What you have in your shopping cart at checkout can say a lot about a person. Beer, aspirin. and gummy bears; Kale, quinoa, and muesli; baby formula, diapers, and iced coffee; these items paint a picture. It’s this very notion that Consumer Value Store Pharmacy (NYSE:CVS), better known as CVS Pharmacy, is working to capitalize on with its new myWeekly Ad platform.
According to The New York Times, the new program — offered to ExtraCare loyalty members — utilizes data amassed from member’s previous purchases to create a profile with possible items of interest for sale. From there, one can make an online shopping list specific to the closest most oft-used CVS store.
CVS has put aside approximately $7 million for its new program in an effort that many retailers have been making to combat online competition. The myWeekly Ad scheme would help CVS customers cross from the physical store to the online platform, which can be seen here and would appear on customers’ computer, tablet, or mobile device.

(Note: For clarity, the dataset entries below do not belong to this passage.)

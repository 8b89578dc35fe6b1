//! User Repository

use sqlx::SqlitePool;

use shared::models::User;

use super::{is_unique_violation, RepoError, RepoResult};

pub async fn find_by_id(pool: &SqlitePool, id: i64) -> RepoResult<Option<User>> {
    let user = sqlx::query_as::<_, User>(
        "SELECT id, username, password_hash, display_name, is_active, created_at, updated_at FROM user WHERE id = ?",
    )
    .bind(id)
    .fetch_optional(pool)
    .await?;
    Ok(user)
}

pub async fn find_by_username(pool: &SqlitePool, username: &str) -> RepoResult<Option<User>> {
    let user = sqlx::query_as::<_, User>(
        "SELECT id, username, password_hash, display_name, is_active, created_at, updated_at FROM user WHERE username = ?",
    )
    .bind(username)
    .fetch_optional(pool)
    .await?;
    Ok(user)
}

pub async fn create(
    pool: &SqlitePool,
    username: &str,
    password_hash: &str,
    display_name: &str,
) -> RepoResult<User> {
    let id = shared::util::snowflake_id();
    let now = shared::util::now_millis();

    sqlx::query(
        "INSERT INTO user (id, username, password_hash, display_name, is_active, created_at, updated_at) VALUES (?, ?, ?, ?, 1, ?, ?)",
    )
    .bind(id)
    .bind(username)
    .bind(password_hash)
    .bind(display_name)
    .bind(now)
    .bind(now)
    .execute(pool)
    .await
    .map_err(|e| {
        if is_unique_violation(&e) {
            RepoError::Duplicate(format!("Username '{username}' is already taken"))
        } else {
            e.into()
        }
    })?;

    find_by_id(pool, id)
        .await?
        .ok_or_else(|| RepoError::Database("Failed to create user".into()))
}
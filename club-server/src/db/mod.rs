//! Database Module
//!
//! Handles SQLite connection pool and migrations

pub mod repository;

use std::str::FromStr;

use sqlx::sqlite::{SqliteConnectOptions, SqliteJournalMode, SqlitePoolOptions, SqliteSynchronous};
use sqlx::SqlitePool;

use crate::utils::AppError;

/// Database service — owns a SQLite connection pool
#[derive(Clone)]
pub struct DbService {
    pub pool: SqlitePool,
}

impl DbService {
    /// Create a new database service with WAL mode
    pub async fn new(db_path: &str) -> Result<Self, AppError> {
        // Build connection options: WAL, foreign keys, normal sync
        let options = SqliteConnectOptions::from_str(&format!("sqlite:{db_path}"))
            .map_err(|e| AppError::database(format!("Invalid database path: {e}")))?
            .create_if_missing(true)
            .journal_mode(SqliteJournalMode::Wal)
            .synchronous(SqliteSynchronous::Normal)
            .pragma("foreign_keys", "ON")
            .optimize_on_close(true, None);

        let pool = SqlitePoolOptions::new()
            .max_connections(5)
            .connect_with(options)
            .await
            .map_err(|e| AppError::database(format!("Failed to open database: {e}")))?;

        // busy_timeout: 写冲突时等待 5s 而非立即失败
        sqlx::query("PRAGMA busy_timeout = 5000;")
            .execute(&pool)
            .await
            .map_err(|e| AppError::database(format!("Failed to set busy_timeout: {e}")))?;

        tracing::info!("Database connection established (SQLite WAL, busy_timeout=5000ms)");

        // Run migrations (ignore previously applied but now removed migrations)
        sqlx::migrate!("./migrations")
            .set_ignore_missing(true)
            .run(&pool)
            .await
            .map_err(|e| AppError::database(format!("Failed to apply migrations: {e}")))?;
        tracing::info!("Database migrations applied");

        Ok(Self { pool })
    }
}
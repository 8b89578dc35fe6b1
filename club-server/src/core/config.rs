use std::path::PathBuf;

use chrono_tz::Tz;

use crate::auth::JwtConfig;

/// 服务器配置
///
/// # 环境变量
///
/// | 环境变量 | 默认值 | 说明 |
/// |----------|--------|------|
/// | DATA_DIR | /var/lib/club-server | 数据目录 (数据库、日志) |
/// | HTTP_PORT | 3000 | HTTP 服务端口 |
/// | TIMEZONE | UTC | 业务时区 (achievement 窗口计算) |
/// | ENVIRONMENT | development | 运行环境 |
///
/// # 示例
///
/// ```ignore
/// DATA_DIR=/data/club HTTP_PORT=8080 cargo run
/// ```
#[derive(Debug, Clone)]
pub struct Config {
    /// 数据目录，存储数据库和日志文件
    pub data_dir: String,
    /// HTTP API 服务端口
    pub http_port: u16,
    /// 业务时区 — daily/monthly/yearly achievement 窗口以此为准
    pub timezone: Tz,
    /// JWT 认证配置
    pub jwt: JwtConfig,
    /// 运行环境: development | staging | production
    pub environment: String,
}

impl Config {
    /// 从环境变量加载配置，未设置时使用默认值
    pub fn from_env() -> Self {
        let timezone = std::env::var("TIMEZONE")
            .ok()
            .and_then(|v| {
                v.parse::<Tz>()
                    .map_err(|e| {
                        tracing::warn!("Invalid TIMEZONE '{}': {}, falling back to UTC", v, e);
                        e
                    })
                    .ok()
            })
            .unwrap_or(chrono_tz::UTC);

        Self {
            data_dir: std::env::var("DATA_DIR")
                .unwrap_or_else(|_| "/var/lib/club-server".into()),
            http_port: std::env::var("HTTP_PORT")
                .ok()
                .and_then(|p| p.parse().ok())
                .unwrap_or(3000),
            timezone,
            jwt: JwtConfig::default(),
            environment: std::env::var("ENVIRONMENT").unwrap_or_else(|_| "development".into()),
        }
    }

    /// 使用自定义值覆盖部分配置，常用于测试场景
    pub fn with_overrides(data_dir: impl Into<String>, http_port: u16) -> Self {
        let mut config = Self::from_env();
        config.data_dir = data_dir.into();
        config.http_port = http_port;
        config
    }

    /// 数据库文件路径 (data_dir/club.db)
    pub fn database_path(&self) -> PathBuf {
        PathBuf::from(&self.data_dir).join("club.db")
    }

    /// 确保数据目录存在
    pub fn ensure_data_dir(&self) -> std::io::Result<()> {
        std::fs::create_dir_all(&self.data_dir)
    }

    /// 是否生产环境
    pub fn is_production(&self) -> bool {
        self.environment == "production"
    }

    /// 是否开发环境
    pub fn is_development(&self) -> bool {
        self.environment == "development"
    }
}

impl Default for Config {
    fn default() -> Self {
        Self::from_env()
    }
}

“CVS and other retailers have distributed billions of circulars … [that’s] what we believed would excite and motivate customers,” said Rob Price, the chief marketing officer for CVS Pharmacy. Technology being the language of today, Price said that CVS would take full advantage of the opportunity it offers to personalize their message to consumers.

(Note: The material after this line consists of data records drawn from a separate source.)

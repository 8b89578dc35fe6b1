//! User Model

use serde::{Deserialize, Serialize};

/// User row (includes password hash — never serialized out, see [`UserResponse`])
#[derive(Debug, Clone)]
#[cfg_attr(feature = "db", derive(sqlx::FromRow))]
pub struct User {
    pub id: i64,
    pub username: String,
    pub password_hash: String,
    pub display_name: String,
    pub is_active: bool,
    pub created_at: i64,
    pub updated_at: i64,
}

/// User response (without password hash)
#[derive(Debug, Clone, Serialize, Deserialize)]
pub struct UserResponse {
    pub id: i64,
    pub username: String,
    pub display_name: String,
    pub is_active: bool,
}

impl From<&User> for UserResponse {
    fn from(u: &User) -> Self {
        Self {
            id: u.id,
            username: u.username.clone(),
            display_name: u.display_name.clone(),
            is_active: u.is_active,
        }
    }
}

/// Register payload
#[derive(Debug, Clone, Serialize, Deserialize)]
pub struct RegisterRequest {
    pub username: String,
    pub password: String,
    pub display_name: Option<String>,
}

/// Login payload
#[derive(Debug, Clone, Serialize, Deserialize)]
pub struct LoginRequest {
    pub username: String,
    pub password: String,
}

/// Login response with bearer token
#[derive(Debug, Clone, Serialize, Deserialize)]
pub struct LoginResponse {
    pub token: String,
    pub user: UserResponse,
}
//! Review Model

use serde::{Deserialize, Serialize};

/// Review entity (书评)
#[derive(Debug, Clone, Serialize, Deserialize)]
#[cfg_attr(feature = "db", derive(sqlx::FromRow))]
pub struct Review {
    pub id: i64,
    pub user_id: i64,
    pub book_id: i64,
    /// 1-5 stars
    pub rating: i32,
    pub content: String,
    pub created_at: i64,
}

/// Create review payload
#[derive(Debug, Clone, Serialize, Deserialize)]
pub struct ReviewCreate {
    pub book_id: i64,
    pub rating: i32,
    pub content: String,
}
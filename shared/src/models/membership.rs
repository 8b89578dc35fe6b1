//! Club Membership Model

use serde::{Deserialize, Serialize};

/// Member role within a club
#[derive(Debug, Clone, Copy, PartialEq, Eq, Serialize, Deserialize)]
#[serde(rename_all = "SCREAMING_SNAKE_CASE")]
#[cfg_attr(feature = "db", derive(sqlx::Type))]
#[cfg_attr(feature = "db", sqlx(rename_all = "SCREAMING_SNAKE_CASE"))]
pub enum ClubRole {
    Member,
    Admin,
    Owner,
}

impl ClubRole {
    /// ADMIN and OWNER may drive voting/meeting transitions
    pub fn is_admin(self) -> bool {
        matches!(self, ClubRole::Admin | ClubRole::Owner)
    }
}

/// Membership status
#[derive(Debug, Clone, Copy, PartialEq, Eq, Serialize, Deserialize)]
#[serde(rename_all = "SCREAMING_SNAKE_CASE")]
#[cfg_attr(feature = "db", derive(sqlx::Type))]
#[cfg_attr(feature = "db", sqlx(rename_all = "SCREAMING_SNAKE_CASE"))]
pub enum MembershipStatus {
    Active,
    Pending,
    Rejected,
    Left,
    Banned,
}

/// Club membership row (one per club+user)
#[derive(Debug, Clone, Serialize, Deserialize)]
#[cfg_attr(feature = "db", derive(sqlx::FromRow))]
pub struct ClubMembership {
    pub id: i64,
    pub club_id: i64,
    pub user_id: i64,
    pub role: ClubRole,
    pub status: MembershipStatus,
    pub created_at: i64,
    pub updated_at: i64,
}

“The print circular is going to be around for a while,” said Price. Price explained that while, at present, the paper circular still plays a key role in reaching consumers, “eventually it’s going to go away.”
Safeway (NYSE:SWY) CEO Steven Burd said something to a similar effect earlier this year. ”As people become more digital, there’s an opportunity,” said Burd. “We’re working hard to actually get out of the paper ads, and make the ad itself personalized for every household.”
“We have to prepare for the future,” said Price. The future, according to Michael Sharp — creative director at ad firm Standard Time — refers to “a younger demographic that spends a lot of time online looking for deals.”
According to a New York Times interview with Prashant Malaviya — associate professor of marketing at the McDonough School of Business at Georgetown — “Making recomendations to consumers sometimes comes across as being intrusive, and it has to be done with careful thought.”
An intrusive example might include a coupon attempting to coerce customers into swapping one brand for another. “For me to be able to get a coupon to buy more Coke is a lot more relevant. I value more getting coupons for products I like, not for products I don’t care for, which is wasting my time,” said Malaviya.